Levantei-me. Fui pôr um disco na aparelhagem. The Las Vegas Story dos Gun Club
A dor de cabeça tinha-se dissipado.
Pus-me a aspirar a casa. Não ouvia a música. Aumentei o volume para ouvir por cima do barulho do aspirador.
Na rua continuava a chover.
Haviam várias festas nas aldeias aqui à volta. E estava a chover.
Havia um concerto do Zé Café & Guida. E estava a chover.
Não saí de casa.
Acabei de aspirar. Puxei a agulha do prato para o início do disco.
Acendi um cigarro.
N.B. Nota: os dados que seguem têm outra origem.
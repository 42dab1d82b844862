//! Fixture builders for the end-to-end scenario tests in this directory,
//! built from the public API only (integration tests link the crate the
//! way an external consumer would, not the in-crate `test_support`
//! module).

use chrono::{DateTime, Utc};

use dispatch_core::config::{AssignmentConfig, ClusteringConfig, DispatchConfig, KitchenConfig, Metric, RouteProviderConfig, RouteProviderKindConfig};
use dispatch_core::geo::Coordinate;
use dispatch_core::models::driver::{Driver, DriverStatus};
use dispatch_core::models::order::{DeliveryAddress, Items, Order, OrderStatus};
use dispatch_core::route_planner::Depot;

pub fn order(id: i64, coordinate: Coordinate, desired_delivery_time: DateTime<Utc>, food_count: usize) -> Order {
    Order {
        id,
        creator_id: 1,
        customer_name: format!("Customer {id}"),
        customer_phone: "000-000-0000".to_string(),
        delivery_address: DeliveryAddress {
            address: format!("{id} Test Street"),
            postal_code: "00000".to_string(),
            city: "Testville".to_string(),
            country: "IT".to_string(),
        },
        coordinate,
        items: Items {
            food: (0..food_count).map(|i| format!("pizza-{id}-{i}")).collect(),
            drink: Vec::new(),
        },
        estimated_prep_time: None,
        desired_delivery_time,
        priority: false,
        status: OrderStatus::Pending,
        created_at: desired_delivery_time,
    }
}

pub fn driver(id: i64, coordinate: Coordinate) -> Driver {
    let now = Utc::now();
    Driver {
        id,
        user_id: id,
        full_name: format!("Driver {id}"),
        is_active: true,
        status: DriverStatus::Available,
        coordinate: Some(coordinate),
        current_route: None,
        estimated_finish_time: None,
        created_at: now,
        updated_at: now,
    }
}

pub fn depot() -> Depot {
    Depot {
        coordinate: Coordinate::new(0.0, 0.0),
        address: DeliveryAddress {
            address: "Depot".to_string(),
            postal_code: "00000".to_string(),
            city: "Testville".to_string(),
            country: "IT".to_string(),
        },
    }
}

/// A `DispatchConfig` pointed at the origin depot, the in-memory route
/// provider, and a generous cluster distance threshold so geometry in
/// these scenarios doesn't have to fight the clustering cutoff too.
pub fn base_config() -> DispatchConfig {
    DispatchConfig {
        clustering: ClusteringConfig {
            depot_lon: 0.0,
            depot_lat: 0.0,
            cluster_distance_threshold: 1_000_000.0,
            ..ClusteringConfig::default()
        },
        kitchen: KitchenConfig::default(),
        route_provider: RouteProviderConfig {
            kind: RouteProviderKindConfig::InMemory,
            metric: Metric::Duration,
            ..RouteProviderConfig::default()
        },
        assignment: AssignmentConfig::default(),
    }
}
Voltei à janela para fumar. Olhei de novo para o carro. Estava realmente bem lavadinho. Mandei o resto do cigarro para a rua.
Fui à casa-de-banho. Mijei. Olhei-me ao espelho. Mandei um murro no espelho e parti-me em mil-e-um estilhaços que se espalharam por toda a casa-de-banho.
Fiz sangue. Sangue no espelho. No lavatório. Na bancada de pedra. A mão passeou-se pela cara. Levou-me sangue à boca. Senti um pedaço de vidro espetar-se no lábio. Cuspi-o.
Saí da casa-de-banho. Entrei no quarto. Enfiei-me debaixo do edredão. Enrolei-me nele. Estava a tremer. Estava com frio. Estava ansioso. Sentia-me cansado. Sentia-me sozinho.
Estes Domingos cinzentos de chuva e frio deixam-me assim. Ao fundo ouvia o Give Up the Sun. E foi assim.